### WORK ORDER:
Search for the word "else" in the entries. Each line that holds it should be copied.

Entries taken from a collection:
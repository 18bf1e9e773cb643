//! Penetration depth and contact normal estimation
//!
//! Two overlapping [`OctBb`]s are reduced to a signed depth per octagonal axis,
//! then to a single contact normal and push-apart distance.
//!
//! Sign convention: depths and normals point from volume A toward volume B,
//! i.e. along the direction B has to move to get out of A.

use glam::{Vec2, Vec3};
use std::f32::consts::FRAC_1_SQRT_2;
use tracing::trace;

use crate::oct::{OctAxis, OctBb, OctVec};

/// Tolerance on the length of a successful contact normal
const NORMAL_LENGTH_TOLERANCE: f32 = 0.01;

/// Which depth algorithm produced a contact
#[derive(Clone, Copy, Debug, PartialEq, Eq)]
pub enum DepthMethod {
    /// Partial overlap, direction taken from the volume centers
    Collision,
    /// Containment or ambiguous centers, direction from the shallower side
    Pressure,
}

/// Result of contact estimation
#[derive(Clone, Copy, Debug, PartialEq)]
pub struct ContactEstimate {
    /// Unit normal pointing from A toward B
    pub normal: Vec3,
    /// Distance B must travel along `normal` to separate
    pub depth: f32,
    pub method: DepthMethod,
}

/// Signed depth of a partial overlap
///
/// For every axis the depth is the overlap extent, signed by the direction
/// from A's midpoint to B's midpoint. Returns `None` when any axis has no
/// positive overlap or when the midpoints coincide on any axis, in which case
/// the caller falls back to [`pressure_depth`].
pub fn collision_depth(a: &OctBb, b: &OctBb) -> Option<OctVec> {
    if a.is_empty() || b.is_empty() {
        return None;
    }

    let mids_a = a.mids();
    let mids_b = b.mids();

    let mut depth = OctVec::ZERO;
    for axis in OctAxis::ALL {
        let extent = a.maxs[axis].min(b.maxs[axis]) - a.mins[axis].max(b.mins[axis]);
        if !(extent > 0.0) {
            return None;
        }

        let direction = mids_b[axis] - mids_a[axis];
        if direction == 0.0 || !direction.is_finite() {
            trace!(?axis, "ambiguous contact direction");
            return None;
        }

        depth[axis] = extent.copysign(direction);
    }

    Some(depth.to_distances())
}

/// Signed depth of an overlap where one volume may contain the other
///
/// For every axis both ways out are measured: pushing B toward `+` clears A
/// after `A.max - B.min`, pushing toward `-` after `B.max - A.min`. The
/// shorter way wins. Ties are broken by the midpoint direction, then toward
/// `+`. Returns `None` only when the volumes do not overlap.
pub fn pressure_depth(a: &OctBb, b: &OctBb) -> Option<OctVec> {
    if !a.overlaps(b) {
        return None;
    }

    let mids_a = a.mids();
    let mids_b = b.mids();

    let mut depth = OctVec::ZERO;
    for axis in OctAxis::ALL {
        let up = a.maxs[axis] - b.mins[axis];
        let down = b.maxs[axis] - a.mins[axis];

        depth[axis] = if up < down {
            up
        } else if down < up {
            -down
        } else if mids_b[axis] < mids_a[axis] {
            -down
        } else {
            up
        };
    }

    Some(depth.to_distances())
}

/// Collapse a depth vector into a contact normal and push-apart distance
///
/// Two candidate normals are built by inverting the non-zero depth
/// components, one from the X/Y/Z axes and one from the XY/YX/Z axes. Each is
/// normalized and scored by the shortest distance along it that clears one
/// axis; the candidate with the smaller distance wins, the diagonal one being
/// rotated back into world XY first.
///
/// `exponent > 1` squashes the horizontal part of each candidate to model an
/// upright capsule rather than a box; `exponent == 1` leaves it untouched.
///
/// Returns `None` when no axis has a usable depth.
pub fn estimate_depth(depth: &OctVec, exponent: f32) -> Option<(Vec3, f32)> {
    let aligned = normal_candidate(
        Vec3::new(depth[OctAxis::X], depth[OctAxis::Y], depth[OctAxis::Z]),
        exponent,
    );
    let diagonal = normal_candidate(
        Vec3::new(depth[OctAxis::Xy], depth[OctAxis::Yx], depth[OctAxis::Z]),
        exponent,
    )
    .map(|(n, d)| {
        let rotated = Vec3::new(
            (n.x - n.y) * FRAC_1_SQRT_2,
            (n.x + n.y) * FRAC_1_SQRT_2,
            n.z,
        );
        (rotated, d)
    });

    let (normal, distance) = match (aligned, diagonal) {
        (Some(a), Some(d)) => {
            if a.1 <= d.1 {
                a
            } else {
                d
            }
        }
        (Some(a), None) => a,
        (None, Some(d)) => d,
        (None, None) => return None,
    };

    if (normal.length() - 1.0).abs() > NORMAL_LENGTH_TOLERANCE || !(distance > 0.0) {
        return None;
    }

    Some((normal, distance))
}

fn normal_candidate(depth: Vec3, exponent: f32) -> Option<(Vec3, f32)> {
    let invert = |d: f32| {
        if d != 0.0 && d.is_finite() {
            1.0 / d
        } else {
            0.0
        }
    };

    let raw = Vec3::new(invert(depth.x), invert(depth.y), invert(depth.z));
    let mut normal = raw.try_normalize()?;

    if exponent != 1.0 {
        let horizontal = Vec2::new(normal.x, normal.y);
        let len = horizontal.length();
        if len > 0.0 {
            let squashed = horizontal * len.powf(exponent - 1.0);
            normal = Vec3::new(squashed.x, squashed.y, normal.z).try_normalize()?;
        }
    }

    let mut distance = f32::INFINITY;
    for i in 0..3 {
        if normal[i].abs() > f32::EPSILON && depth[i] != 0.0 {
            distance = distance.min(depth[i] / normal[i]);
        }
    }

    distance.is_finite().then_some((normal, distance))
}

/// Contact normal and depth for two overlapping volumes
///
/// Partial overlaps go through [`collision_depth`]; containment, or a
/// collision depth that fails on an ambiguous direction, goes through
/// [`pressure_depth`]. The resulting normal points from `a` toward `b`.
pub fn estimate_contact_normal(a: &OctBb, b: &OctBb, exponent: f32) -> Option<ContactEstimate> {
    if a.is_empty() || b.is_empty() {
        return None;
    }

    let contained = a.contains(b) || b.contains(a);
    let (odepth, method) = match (!contained).then(|| collision_depth(a, b)).flatten() {
        Some(d) => (d, DepthMethod::Collision),
        None => (pressure_depth(a, b)?, DepthMethod::Pressure),
    };

    let (normal, depth) = estimate_depth(&odepth, exponent)?;
    trace!(?method, ?normal, depth, "contact estimated");

    Some(ContactEstimate {
        normal,
        depth,
        method,
    })
}

#[cfg(test)]
mod tests {
    use super::*;
    use crate::bumper::Bumper;

    fn body(radius: f32, height: f32, pos: Vec3) -> OctBb {
        OctBb::from_bumper_at(&Bumper::cylinder(radius, height), pos)
    }

    #[test]
    fn test_collision_depth_partial_overlap() {
        let a = body(20.0, 40.0, Vec3::ZERO);
        let b = body(20.0, 40.0, Vec3::new(30.0, 5.0, 10.0));

        let depth = collision_depth(&a, &b).unwrap();
        assert!((depth[OctAxis::X] - 10.0).abs() < 1e-4);
        assert!((depth[OctAxis::Y] - 35.0).abs() < 1e-4);
        assert!((depth[OctAxis::Z] - 30.0).abs() < 1e-4);
        // B sits at -x relative to A along YX
        assert!(depth[OctAxis::Yx] < 0.0);
    }

    #[test]
    fn test_collision_depth_ambiguous_center() {
        let a = body(20.0, 40.0, Vec3::ZERO);
        let b = body(20.0, 40.0, Vec3::new(30.0, 0.0, 0.0));
        assert!(collision_depth(&a, &b).is_none());
    }

    #[test]
    fn test_collision_depth_separated() {
        let a = body(20.0, 40.0, Vec3::ZERO);
        let b = body(20.0, 40.0, Vec3::new(50.0, 5.0, 5.0));
        assert!(collision_depth(&a, &b).is_none());
    }

    #[test]
    fn test_pressure_depth_picks_shallower_side() {
        let a = body(20.0, 40.0, Vec3::ZERO);
        let b = body(5.0, 10.0, Vec3::new(12.0, -12.0, 0.0));

        let depth = pressure_depth(&a, &b).unwrap();
        // B exits A fastest through +x and -y
        assert!((depth[OctAxis::X] - 13.0).abs() < 1e-4);
        assert!((depth[OctAxis::Y] + 13.0).abs() < 1e-4);
    }

    #[test]
    fn test_pressure_depth_requires_overlap() {
        let a = body(20.0, 40.0, Vec3::ZERO);
        let b = body(20.0, 40.0, Vec3::new(100.0, 0.0, 0.0));
        assert!(pressure_depth(&a, &b).is_none());
    }

    #[test]
    fn test_estimate_depth_single_axis() {
        let mut depth = OctVec::ZERO;
        depth[OctAxis::Z] = -4.0;
        let (normal, d) = estimate_depth(&depth, 1.0).unwrap();
        assert!((normal - Vec3::NEG_Z).length() < 1e-5);
        assert!((d - 4.0).abs() < 1e-5);
    }

    #[test]
    fn test_estimate_depth_no_depth_fails() {
        assert!(estimate_depth(&OctVec::ZERO, 1.0).is_none());
    }

    #[test]
    fn test_estimate_depth_prefers_diagonal() {
        // shallow along the XY diagonal, deep everywhere else
        let depth = OctVec([50.0, 50.0, 2.0, 0.0, 0.0]);
        let (normal, d) = estimate_depth(&depth, 1.0).unwrap();
        assert!((d - 2.0).abs() < 1e-4);
        assert!((normal.x - FRAC_1_SQRT_2).abs() < 1e-4);
        assert!((normal.y - FRAC_1_SQRT_2).abs() < 1e-4);
    }

    #[test]
    fn test_exponent_one_is_plain_normalize() {
        let depth = OctVec([3.0, 0.0, 0.0, 0.0, 4.0]);
        let (n, _) = estimate_depth(&depth, 1.0).unwrap();
        let expected = Vec3::new(1.0 / 3.0, 0.0, 0.25).normalize();
        assert!((n - expected).length() < 1e-5);
    }

    #[test]
    fn test_exponent_squashes_horizontal() {
        let depth = OctVec([3.0, 0.0, 0.0, 0.0, 4.0]);
        let (plain, _) = estimate_depth(&depth, 1.0).unwrap();
        let (warped, _) = estimate_depth(&depth, 2.0).unwrap();
        assert!(warped.z > plain.z);
        assert!(warped.x < plain.x);
        assert!((warped.length() - 1.0).abs() < 1e-4);
    }

    #[test]
    fn test_contact_normal_points_toward_b() {
        let a = body(20.0, 40.0, Vec3::ZERO);
        let b = body(20.0, 40.0, Vec3::new(30.0, 5.0, 10.0));

        let contact = estimate_contact_normal(&a, &b, 1.0).unwrap();
        assert_eq!(contact.method, DepthMethod::Collision);
        assert!(contact.normal.x > 0.5);
        assert!(contact.depth > 0.0);
    }

    #[test]
    fn test_contact_normal_falls_back_to_pressure() {
        let a = body(20.0, 40.0, Vec3::ZERO);
        let b = body(20.0, 40.0, Vec3::new(30.0, 0.0, 0.0));

        let contact = estimate_contact_normal(&a, &b, 1.0).unwrap();
        assert_eq!(contact.method, DepthMethod::Pressure);
        assert!(contact.normal.x > 0.0);
        assert!(contact.depth > 0.0);
    }

    #[test]
    fn test_contact_normal_containment() {
        let a = body(20.0, 40.0, Vec3::ZERO);
        let b = body(5.0, 10.0, Vec3::new(-10.0, 1.0, 15.0));

        let contact = estimate_contact_normal(&a, &b, 1.0).unwrap();
        assert_eq!(contact.method, DepthMethod::Pressure);
        assert!(contact.normal.x < 0.0);
    }

    #[test]
    fn test_contact_normal_empty_volume() {
        let a = body(20.0, 40.0, Vec3::ZERO);
        assert!(estimate_contact_normal(&a, &OctBb::empty(), 1.0).is_none());
    }
}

### ANSWER BELOW:
        } else if down < up {
        } else if mids_b[axis] < mids_a[axis] {
        } else {
            } else {
        } else {
        // shallow along the XY diagonal, deep everywhere else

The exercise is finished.